Quotité disponible :
c’est la part de votre patrimoine dont vous pouvez disposer librement. L’autre partie de votre patrimoine, appelée réserve, est réservée par la loi à vos descendants (enfants ou petits enfants) ou à défaut à votre conjoint.
une part en pleine propriété. Cette part, appelée « quotité disponible spéciale», dépend du nombre d’enfants du couple : la moitié des biens du défunt en présence d’un enfant, 1/3 en présence de 2 enfants et 1/4 en présence de 3 enfants ou plus,
1/4 de ses biens en pleine propriété et 3/4 en usufruit,
l'usufruit de la totalité de ses biens.


Bon à savoir :
si vous souhaitez que votre conjoint hérite de l’intégralité de vos biens, optez pour le régime matrimonial de la communauté universelle.

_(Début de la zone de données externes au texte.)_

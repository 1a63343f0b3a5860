use std::collections::VecDeque;

use async_trait::async_trait;
use tokio::sync::Mutex;
use tracing::debug;

use crate::application::CompletionService;
use crate::domain::{sample_result, CompletionRequest, DomainError, ErrorKind};

#[derive(Debug, Clone)]
enum Reply {
    Text(String),
    Fail(ErrorKind),
}

impl Reply {
    fn into_result(self) -> Result<String, DomainError> {
        match self {
            Reply::Text(text) => Ok(text),
            Reply::Fail(kind) => Err(failure(kind)),
        }
    }
}

fn failure(kind: ErrorKind) -> DomainError {
    let msg = "mock completion failure";
    match kind {
        ErrorKind::Validation => DomainError::validation(msg),
        ErrorKind::Conflict => DomainError::conflict(msg),
        ErrorKind::Configuration => DomainError::configuration(msg),
        ErrorKind::Upstream => DomainError::upstream(msg),
        ErrorKind::EmptyCompletion => DomainError::empty_completion(msg),
        ErrorKind::MalformedResponse => DomainError::malformed_response(msg),
        ErrorKind::SchemaMismatch => DomainError::schema_mismatch(msg),
        ErrorKind::Io => DomainError::IoError(std::io::Error::other(msg)),
    }
}

/// Scripted completion service for offline runs and tests.
///
/// Replies are served in order; once the script runs out the last reply is
/// repeated. An unscripted mock answers with the sample result for the
/// requested mode.
pub struct MockCompletion {
    script: Mutex<VecDeque<Reply>>,
    last: Mutex<Option<Reply>>,
    requests: Mutex<Vec<CompletionRequest>>,
}

impl MockCompletion {
    pub fn new() -> Self {
        Self {
            script: Mutex::new(VecDeque::new()),
            last: Mutex::new(None),
            requests: Mutex::new(Vec::new()),
        }
    }

    pub fn with_responses<I, S>(mut self, responses: I) -> Self
    where
        I: IntoIterator<Item = S>,
        S: Into<String>,
    {
        self.script
            .get_mut()
            .extend(responses.into_iter().map(|r| Reply::Text(r.into())));
        self
    }

    pub fn with_failure(mut self, kind: ErrorKind) -> Self {
        self.script.get_mut().push_back(Reply::Fail(kind));
        self
    }

    pub async fn call_count(&self) -> usize {
        self.requests.lock().await.len()
    }

    pub async fn requests(&self) -> Vec<CompletionRequest> {
        self.requests.lock().await.clone()
    }
}

impl Default for MockCompletion {
    fn default() -> Self {
        Self::new()
    }
}

#[async_trait]
impl CompletionService for MockCompletion {
    async fn complete(&self, request: &CompletionRequest) -> Result<String, DomainError> {
        self.requests.lock().await.push(request.clone());

        let next = self.script.lock().await.pop_front();
        let mut last = self.last.lock().await;
        let reply = match next {
            Some(reply) => {
                *last = Some(reply.clone());
                reply
            }
            None => match last.as_ref() {
                Some(reply) => reply.clone(),
                None => {
                    let sample = serde_json::to_string(&sample_result(request.mode()))
                        .map_err(|e| DomainError::malformed_response(e.to_string()))?;
                    Reply::Text(sample)
                }
            },
        };

        debug!("MockCompletion replying to {} mode request", request.mode());
        reply.into_result()
    }

    fn model_name(&self) -> &str {
        "mock-completion"
    }
}
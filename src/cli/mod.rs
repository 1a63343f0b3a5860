use clap::{Subcommand, ValueEnum};

#[derive(Debug, Clone, Copy, Default, PartialEq, Eq, ValueEnum)]
pub enum OutputFormat {
    #[default]
    Text,
    Json,
}

#[derive(Subcommand)]
pub enum Commands {
    /// Start the HTTP API (POST /api/result)
    Serve {
        /// Port to listen on
        #[arg(long, default_value = "3000")]
        port: u16,

        /// Bind to 0.0.0.0 instead of 127.0.0.1, exposing the server on all network interfaces
        #[arg(long)]
        public: bool,
    },

    /// Submit the company details form and show the result
    Query {
        company_name: String,

        company_address: String,

        /// Any additional information about the company, industry, size, etc.
        #[arg(short, long)]
        extra_info: Option<String>,

        /// Which reviews to ask for: both, good or bad
        #[arg(short, long)]
        review_type: Option<String>,

        #[arg(short, long, value_enum, default_value = "text")]
        format: OutputFormat,
    },

    /// Show the result stored in the session file
    Result {
        #[arg(short, long, value_enum, default_value = "text")]
        format: OutputFormat,
    },

    /// Clear the stored result and start over with an empty form
    Reset,

    /// Show the built-in demonstration result
    Sample {
        #[arg(short, long, value_enum, default_value = "text")]
        format: OutputFormat,
    },
}
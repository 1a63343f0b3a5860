use std::sync::Arc;
use std::time::Instant;

use tracing::{debug, info, warn};

use crate::application::CompletionService;
use crate::domain::{
    build_completion_request, parse_review_result, DomainError, PromptMode, Query, QueryForm,
    ReviewResult, SamplingConfig,
};

/// Total completion calls allowed when the parser rejects a response.
pub const DEFAULT_MAX_PARSE_ATTEMPTS: u32 = 2;

/// Runs the review pipeline: validate the form, render the prompt, call the
/// completion service, then parse and schema-check the answer.
pub struct GenerateReviewsUseCase {
    completion_service: Arc<dyn CompletionService>,
    sampling: SamplingConfig,
    default_mode: PromptMode,
    max_parse_attempts: u32,
}

impl GenerateReviewsUseCase {
    pub fn new(completion_service: Arc<dyn CompletionService>, sampling: SamplingConfig) -> Self {
        Self {
            completion_service,
            sampling,
            default_mode: PromptMode::default(),
            max_parse_attempts: DEFAULT_MAX_PARSE_ATTEMPTS,
        }
    }

    pub fn with_default_mode(mut self, mode: PromptMode) -> Self {
        self.default_mode = mode;
        self
    }

    pub fn with_max_parse_attempts(mut self, attempts: u32) -> Self {
        self.max_parse_attempts = attempts.max(1);
        self
    }

    pub fn default_mode(&self) -> PromptMode {
        self.default_mode
    }

    pub async fn execute(
        &self,
        form: QueryForm,
        mode: Option<PromptMode>,
    ) -> Result<ReviewResult, DomainError> {
        let query = form.build()?;
        self.execute_query(&query, mode.unwrap_or(self.default_mode))
            .await
    }

    pub async fn execute_query(
        &self,
        query: &Query,
        mode: PromptMode,
    ) -> Result<ReviewResult, DomainError> {
        info!(
            "Generating reviews for {} (mode={}, model={})",
            query.summary(),
            mode,
            self.completion_service.model_name()
        );

        let start_time = Instant::now();
        let request = build_completion_request(query, mode, &self.sampling);

        let mut attempt = 1;
        let result = loop {
            let raw = self.completion_service.complete(&request).await?;
            if raw.trim().is_empty() {
                return Err(DomainError::empty_completion(
                    "completion service returned no content",
                ));
            }
            debug!("Raw completion ({} bytes): {}", raw.len(), raw);

            match parse_review_result(&raw, mode) {
                Ok(result) => break result,
                Err(e) if e.is_parse_failure() && attempt < self.max_parse_attempts => {
                    warn!(
                        "Attempt {}/{} produced an unusable response: {}. Retrying.",
                        attempt, self.max_parse_attempts, e
                    );
                    attempt += 1;
                }
                Err(e) => return Err(e),
            }
        };

        info!(
            "Generated {} result in {:.2}s ({} attempt(s))",
            mode,
            start_time.elapsed().as_secs_f64(),
            attempt
        );

        Ok(result)
    }
}

#[cfg(test)]
mod tests {
    use super::*;
    use crate::connector::MockCompletion;

    const VERBATIM: &str = r#"{"company_name":"Acme","good_reviews":["x"],"bad_reviews":[]}"#;

    fn use_case(mock: Arc<MockCompletion>) -> GenerateReviewsUseCase {
        GenerateReviewsUseCase::new(mock, SamplingConfig::new("mock-model"))
            .with_default_mode(PromptMode::Retrieval)
    }

    #[tokio::test]
    async fn test_validation_happens_before_any_call() {
        let mock = Arc::new(MockCompletion::new());
        let err = use_case(mock.clone())
            .execute(QueryForm::new("", "1 Main St"), None)
            .await
            .unwrap_err();

        assert!(err.is_validation());
        assert_eq!(mock.call_count().await, 0);
    }

    #[tokio::test]
    async fn test_retries_once_on_malformed_response() {
        let mock = Arc::new(MockCompletion::new().with_responses(["{not json", VERBATIM]));
        let result = use_case(mock.clone())
            .execute(QueryForm::new("Acme", "1 Main St"), None)
            .await
            .unwrap();

        assert_eq!(result.as_verbatim().unwrap().company_name, "Acme");
        assert_eq!(mock.call_count().await, 2);
    }

    #[tokio::test]
    async fn test_retry_is_bounded() {
        let mock = Arc::new(MockCompletion::new().with_responses(["{", "{", "{"]));
        let err = use_case(mock.clone())
            .execute(QueryForm::new("Acme", "1 Main St"), None)
            .await
            .unwrap_err();

        assert!(matches!(err, DomainError::MalformedResponse(_)));
        assert_eq!(mock.call_count().await, DEFAULT_MAX_PARSE_ATTEMPTS as usize);
    }

    #[tokio::test]
    async fn test_single_attempt_when_retry_disabled() {
        let mock = Arc::new(MockCompletion::new().with_responses(["{", VERBATIM]));
        let err = use_case(mock.clone())
            .with_max_parse_attempts(1)
            .execute(QueryForm::new("Acme", "1 Main St"), None)
            .await
            .unwrap_err();

        assert!(matches!(err, DomainError::MalformedResponse(_)));
        assert_eq!(mock.call_count().await, 1);
    }

    #[tokio::test]
    async fn test_explicit_mode_overrides_default() {
        let mock = Arc::new(MockCompletion::new().with_responses([VERBATIM]));
        let err = use_case(mock.clone())
            .execute(QueryForm::new("Acme", "1 Main St"), Some(PromptMode::Synthesis))
            .await
            .unwrap_err();

        assert!(matches!(err, DomainError::SchemaMismatch(_)));
        let requests = mock.requests().await;
        assert_eq!(requests[0].mode(), PromptMode::Synthesis);
    }
}
use crate::domain::ErrorKind;

use super::ReviewResult;

/// Lifecycle of a single review submission as seen by the presentation layer.
#[derive(Debug, Clone, Default, PartialEq)]
pub enum ViewState {
    #[default]
    Idle,
    Loading,
    Ready(ReviewResult),
    Failed(ErrorKind),
}

impl ViewState {
    pub fn is_loading(&self) -> bool {
        matches!(self, ViewState::Loading)
    }

    pub fn is_ready(&self) -> bool {
        matches!(self, ViewState::Ready(_))
    }

    pub fn error(&self) -> Option<ErrorKind> {
        match self {
            ViewState::Failed(kind) => Some(*kind),
            _ => None,
        }
    }

    pub fn label(&self) -> &'static str {
        match self {
            ViewState::Idle => "idle",
            ViewState::Loading => "loading",
            ViewState::Ready(_) => "ready",
            ViewState::Failed(_) => "failed",
        }
    }
}
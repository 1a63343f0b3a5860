//! # Application Layer
//!
//! Use cases and orchestration logic coordinating domain and connector layers.

pub mod interfaces;
pub mod use_cases;
mod view_model_store;

pub use interfaces::*;
pub use use_cases::*;
pub use view_model_store::*;
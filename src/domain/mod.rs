//! # Domain Layer
//!
//! Core models, errors, prompt rendering and response parsing.
//! This layer is independent of external frameworks and infrastructure.

mod error;
pub mod models;
pub mod services;

pub use error::*;
pub use models::*;
pub use services::*;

Vous ne pouvez pas opter pour ce régime en cas de PACS.


Comment garantir le versement d’une rente ou d’un capital à votre conjoint en cas de décès ?

Le PERCO (Plan d’Epargne pour la Retraite COllectif) vous permet de bénéficier pendant votre retraite d’une rente viagère ou d’un capital, au choix, dans des conditions particulièrement avantageuses.
Cette rente viagère peut être réversible, c'est-à-dire qu’elle pourra être reversée à votre conjoint en cas de décès. Il pourra ainsi conserver le même niveau de vie.
Le taux de réversion de la rente (pourcentage de la rente versée au conjoint survivant) est déterminé au moment où vous décidez de récupérer votre épargne, après votre départ en retraite.

D’autres solutions d’épargne existent.
Si vous souscrivez une assurance vie et désignez votre conjoint comme bénéficiaire en cas de décès, vous lui assurez le versement d’un capital ou d’une rente à vie dans des conditions fiscales avantageuses.
Le PERP (Plan d’Epargne Retraite Populaire) permet également le versement d’une rente viagère réversible.